For a long time, Manx has been able to do what he thought right, until he met a seventeen year-old girl in 1996, Victoria McQueen. Much like what Manx could do, when Vic was a child in the mid 1980’s, she was able to leave her squabbling parents behind, and with her Triumph bike and a magical bridge, she could go anywhere. First not understanding what it was she could do, Vic used the bridge to find lost things. But like any magical thing, it began to take its toll on her. But a near fatal accident put her trips behind her. 

Until a decade later when a much troubled Vic uses her thoughts and her bridge that brings her into the contact with Manx and his able henchman (or Renfield, if you will), Bing. But Vic is able to escape, saved by a fat young man who will –as time moves on- becomes Vic’s lover that produces a son, Bruce Wayne Carmody.

Now, more than another decade later, Vic remains a troubled woman. She is damaged by her parents, her magical bridge and life in general. Despite this, she still loves her son Wayne and –though she seemed never to admit it out loud for a long time- Lou, the geek that saved her. But the past, much as the theme in many of his dad’s novels, never stays there, and Manx (caught and imprisoned and who died there, but was able to walk out even after his heart was removed) never forgot the one girl who got away.

But as much as Manx wants Vic to pay for what she did to him, his real target is her son Wayne, and an epic battle for control over the soul of a 12 year-old boy is about to begin.
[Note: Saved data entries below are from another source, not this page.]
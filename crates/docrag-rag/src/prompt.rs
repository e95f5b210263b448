//! Prompt construction for grounded answers

use docrag_core::ScoredChunk;

/// Builder for constructing RAG prompts
pub struct PromptBuilder {
    system_instruction: String,
    context_sections: Vec<String>,
    question: String,
    instructions: Vec<String>,
}

impl PromptBuilder {
    /// Create a new prompt builder
    pub fn new() -> Self {
        Self {
            system_instruction: String::new(),
            context_sections: Vec::new(),
            question: String::new(),
            instructions: Vec::new(),
        }
    }

    /// Set system instruction
    pub fn system(mut self, instruction: impl Into<String>) -> Self {
        self.system_instruction = instruction.into();
        self
    }

    /// Add a context section
    pub fn add_context(mut self, context: impl Into<String>) -> Self {
        self.context_sections.push(context.into());
        self
    }

    /// Set the question
    pub fn question(mut self, q: impl Into<String>) -> Self {
        self.question = q.into();
        self
    }

    /// Add an instruction
    pub fn add_instruction(mut self, instruction: impl Into<String>) -> Self {
        self.instructions.push(instruction.into());
        self
    }

    /// Build the final prompt
    ///
    /// Empty sections are omitted.
    pub fn build(self) -> String {
        let mut prompt = String::new();

        if !self.system_instruction.is_empty() {
            prompt.push_str(&self.system_instruction);
            prompt.push_str("\n\n");
        }

        if !self.context_sections.is_empty() {
            prompt.push_str("<chunks>\n");
            prompt.push_str(&self.context_sections.join("\n"));
            prompt.push_str("\n</chunks>\n\n");
        }

        if !self.question.is_empty() {
            prompt.push_str("<question>\n");
            prompt.push_str(&self.question);
            prompt.push_str("\n</question>\n\n");
        }

        if !self.instructions.is_empty() {
            prompt.push_str(&self.instructions.join(" "));
            prompt.push('\n');
        }

        prompt
    }
}

impl Default for PromptBuilder {
    fn default() -> Self {
        Self::new()
    }
}

/// Label one retrieved passage as `[n — doc_id]: text`, numbering from 1
pub fn passage_label(number: usize, passage: &ScoredChunk) -> String {
    format!(
        "[{number} — {}]: {}",
        passage.metadata.doc_id, passage.metadata.text
    )
}

/// Prompt asking the model to answer `question` from numbered `passages`
///
/// Passages keep their retrieval order. The distance scores are not shown
/// to the model.
pub fn format_passages(passages: &[ScoredChunk], question: &str) -> String {
    passages
        .iter()
        .enumerate()
        .fold(PromptBuilder::new(), |builder, (i, passage)| {
            builder.add_context(passage_label(i + 1, passage))
        })
        .system(
            "Use the following passages to answer the question. \
             Cite the passage number when relevant.",
        )
        .question(question)
        .add_instruction("Answer clearly and concisely.")
        .add_instruction("If the passages do not contain the answer, say so.")
        .build()
}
It is clear that Joe Hillstrom King inherited his father’s droll, gothic style humor –that includes the rhyming Bing and stuttering Liberian who possess some version of what Vic and Charles Manx can do. And much like his dad, Hill is able to create wonderful, believable characters. We see Vic go from being a messed up kid, to a messed up parent and it all rings true. And Manx can come across, at times, as a sympathetic vampire. I mean he does horrible things in pursuant of his goals, but he is not evil in every sense of the typical horror novel tropes (this something King has done in his later novels as well, especially in Under the Dome where we meet Big Jim Rennie. He is a horrible person, but evil? And in 11/22/63, King paints Oswald much more human. Yes, he's still a bitter man and a wife-beater, but was he evil enough to kill a president?)
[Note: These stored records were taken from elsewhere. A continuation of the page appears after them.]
//! docrag CLI - Command-line interface
//!
//! Usage:
//!   docrag build [--input DIR]
//!   docrag query <question> [--top-k N] [--no-generate] [--json]
//!   docrag chunk <file>

use std::path::{Path, PathBuf};
use std::sync::Arc;

use anyhow::Context;
use clap::{Parser, Subcommand};
use docrag_core::{AppConfig, LoggingConfig, ScoredChunk};
use docrag_parser::{load_documents, Chunker, ParserRegistry};
use docrag_rag::{create_llm_client, IndexBuilder, RagPipeline, Retriever};
use docrag_vector::{create_embedder, FlatIndex, VectorIndex};
use tracing_subscriber::EnvFilter;

/// Crates whose log output is controlled by `logging.level`
const LOG_TARGETS: [&str; 5] = [
    "docrag_cli",
    "docrag_core",
    "docrag_parser",
    "docrag_vector",
    "docrag_rag",
];

#[derive(Parser)]
#[command(name = "docrag")]
#[command(about = "Document retrieval and grounded question answering")]
#[command(version)]
struct Cli {
    /// TOML configuration file (environment variables take precedence)
    #[arg(long, global = true)]
    config: Option<PathBuf>,

    #[command(subcommand)]
    command: Commands,
}

#[derive(Subcommand)]
enum Commands {
    /// Build the index from a directory of documents
    Build {
        /// Directory of documents (defaults to index.documents_dir)
        #[arg(long)]
        input: Option<PathBuf>,
    },
    /// Query the index
    Query {
        /// Question to ask
        question: String,

        /// Number of passages to retrieve (defaults to retrieval.top_k)
        #[arg(long)]
        top_k: Option<usize>,

        /// Only print the retrieved passages
        #[arg(long)]
        no_generate: bool,

        /// Print the result as JSON
        #[arg(long)]
        json: bool,
    },
    /// Print the chunks of one document as JSON lines
    Chunk {
        /// Document to chunk
        file: PathBuf,
    },
}

fn load_config(path: Option<&Path>) -> anyhow::Result<AppConfig> {
    let config = match path {
        Some(path) => AppConfig::from_file(path)?.with_env_override()?,
        None => AppConfig::from_env()?,
    };
    config.validate()?;
    Ok(config)
}

fn init_tracing(config: &LoggingConfig) {
    let filter = EnvFilter::try_from_default_env().unwrap_or_else(|_| {
        let directives: Vec<String> = LOG_TARGETS
            .iter()
            .map(|target| format!("{target}={}", config.level))
            .collect();
        EnvFilter::new(directives.join(","))
    });

    let builder = tracing_subscriber::fmt()
        .with_env_filter(filter)
        .with_writer(std::io::stderr);
    if config.json_format {
        builder.json().init();
    } else {
        builder.init();
    }
}

#[tokio::main]
async fn main() -> anyhow::Result<()> {
    let cli = Cli::parse();
    let config = load_config(cli.config.as_deref())?;
    init_tracing(&config.logging);

    match cli.command {
        Commands::Build { input } => build(&config, input).await,
        Commands::Query {
            question,
            top_k,
            no_generate,
            json,
        } => {
            let top_k = top_k.unwrap_or(config.retrieval.top_k);
            query(&config, &question, top_k, no_generate, json).await
        }
        Commands::Chunk { file } => chunk(&config, &file),
    }
}

async fn build(config: &AppConfig, input: Option<PathBuf>) -> anyhow::Result<()> {
    let dir = input.unwrap_or_else(|| config.index.documents_dir.clone());
    tracing::info!("Building index from {}", dir.display());

    let documents = tokio::task::spawn_blocking(move || {
        load_documents(&dir, &ParserRegistry::with_defaults())
    })
    .await??;

    let chunker = Chunker::new(config.chunking)?;
    let embedder = create_embedder(&config.embedding, config.index.dim)?;
    let builder = IndexBuilder::new(chunker, embedder)
        .with_batch_size(config.embedding.batch_size)
        .with_concurrency(config.embedding.concurrency);

    let index = builder
        .build_and_save(
            &documents,
            &config.index.vector_path,
            &config.index.metadata_path,
        )
        .await
        .context("index build failed")?;

    println!(
        "Indexed {} chunks from {} documents into {}",
        index.len(),
        documents.len(),
        config.index.vector_path.display()
    );
    Ok(())
}

async fn query(
    config: &AppConfig,
    question: &str,
    top_k: usize,
    no_generate: bool,
    json: bool,
) -> anyhow::Result<()> {
    let vector_path = config.index.vector_path.clone();
    let metadata_path = config.index.metadata_path.clone();
    let index = tokio::task::spawn_blocking(move || FlatIndex::open(&vector_path, &metadata_path))
        .await?
        .context("could not load the index; run `docrag build` first")?;

    if index.dim() != config.index.dim {
        tracing::warn!(
            "Index dimension {} differs from configured {}",
            index.dim(),
            config.index.dim
        );
    }

    let embedder = create_embedder(&config.embedding, index.dim())?;
    let index: Arc<dyn VectorIndex> = Arc::new(index);
    let retriever = Retriever::new(index, embedder);

    if no_generate {
        let passages = retriever.retrieve(question, top_k).await?;
        if json {
            println!("{}", serde_json::to_string_pretty(&passages)?);
        } else {
            print_passages(&passages);
        }
        return Ok(());
    }

    let llm_client = create_llm_client(&config.llm)?;
    let pipeline = RagPipeline::new(retriever, llm_client);
    let answer = pipeline.answer(question, top_k).await?;

    if json {
        println!("{}", serde_json::to_string_pretty(&answer)?);
    } else {
        println!("{}\n", answer.answer);
        print_passages(&answer.passages);
    }
    Ok(())
}

fn print_passages(passages: &[ScoredChunk]) {
    for (i, passage) in passages.iter().enumerate() {
        println!(
            "[{}] {} (distance {:.4})",
            i + 1,
            passage.metadata.doc_id,
            passage.distance
        );
        println!("    {}", passage.metadata.text.replace('\n', "\n    "));
    }
}

fn chunk(config: &AppConfig, file: &Path) -> anyhow::Result<()> {
    let parsed = ParserRegistry::with_defaults()
        .parse(file)
        .with_context(|| format!("could not read {}", file.display()))?;

    let chunker = Chunker::new(config.chunking)?;
    for chunk in chunker.chunk(&parsed.into_document()) {
        println!("{}", serde_json::to_string(&chunk)?);
    }
    Ok(())
}

#[cfg(test)]
mod tests {
    use super::*;

    #[test]
    fn test_parse_query_flags() {
        let cli = Cli::try_parse_from([
            "docrag",
            "--config",
            "docrag.toml",
            "query",
            "What is RAG?",
            "--top-k",
            "3",
            "--no-generate",
        ])
        .unwrap();

        assert_eq!(cli.config, Some(PathBuf::from("docrag.toml")));
        match cli.command {
            Commands::Query {
                question,
                top_k,
                no_generate,
                json,
            } => {
                assert_eq!(question, "What is RAG?");
                assert_eq!(top_k, Some(3));
                assert!(no_generate);
                assert!(!json);
            }
            _ => panic!("expected query command"),
        }
    }

    #[test]
    fn test_parse_build_default_input() {
        let cli = Cli::try_parse_from(["docrag", "build"]).unwrap();
        assert!(matches!(cli.command, Commands::Build { input: None }));
    }

    #[test]
    fn test_missing_subcommand_is_error() {
        assert!(Cli::try_parse_from(["docrag"]).is_err());
    }

    #[test]
    fn test_load_config_file() {
        let dir = tempfile::tempdir().unwrap();
        let path = dir.path().join("docrag.toml");
        std::fs::write(&path, "[chunking]\nmax_chars = 200\noverlap_chars = 10\n").unwrap();

        let config = load_config(Some(&path)).unwrap();
        assert_eq!(config.chunking.max_chars, 200);
        assert_eq!(config.chunking.overlap_chars, 10);
    }

    #[test]
    fn test_load_config_rejects_bad_overlap() {
        let dir = tempfile::tempdir().unwrap();
        let path = dir.path().join("docrag.toml");
        std::fs::write(&path, "[chunking]\nmax_chars = 10\noverlap_chars = 10\n").unwrap();

        assert!(load_config(Some(&path)).is_err());
    }
}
Also, if Joe Hill is to be the next Stephen King, he seems to be fine with the comparison (he decided to use a pen name early in his career in hopes of getting published on his own merits, not his name. The story goes that not even his publishers of his story collection 20th Century Ghosts and his first novel, Heart-Shaped Box, was aware of his lineage until shortly before they were released), as he drops some "Easter eggs" to his dad’s work, including The Dark Tower and the True Knot, the “vampires” that will take on Danny Torrance in this September’s long awaited sequel to The Shining, Doctor Sleep.  Then again, this whole book is sort of rift on his dad’s ‘Salem Lot (which borrows heavily from both the classic silent film Nosferatu and Bram Stoker's Dracula) and, as mentioned, Christine. And Hill also names a character after his mother, Tabitha. 

It’s a bit over long, but the characters are strong and the story creepy enough to keep you reading. I’ll admit it kept me turning the pages. Again, the whole “inscapes” aspect leaves me feeling a bit unfilled with what it actually is, or was, but Hill’s abilities as a writer have grown. Heart-Shaped Box was a strong debut, and Horns (which will be a film starring Daniel Radcliff) –though a more conventional Twilight Zone tale- was still wonderfully mean.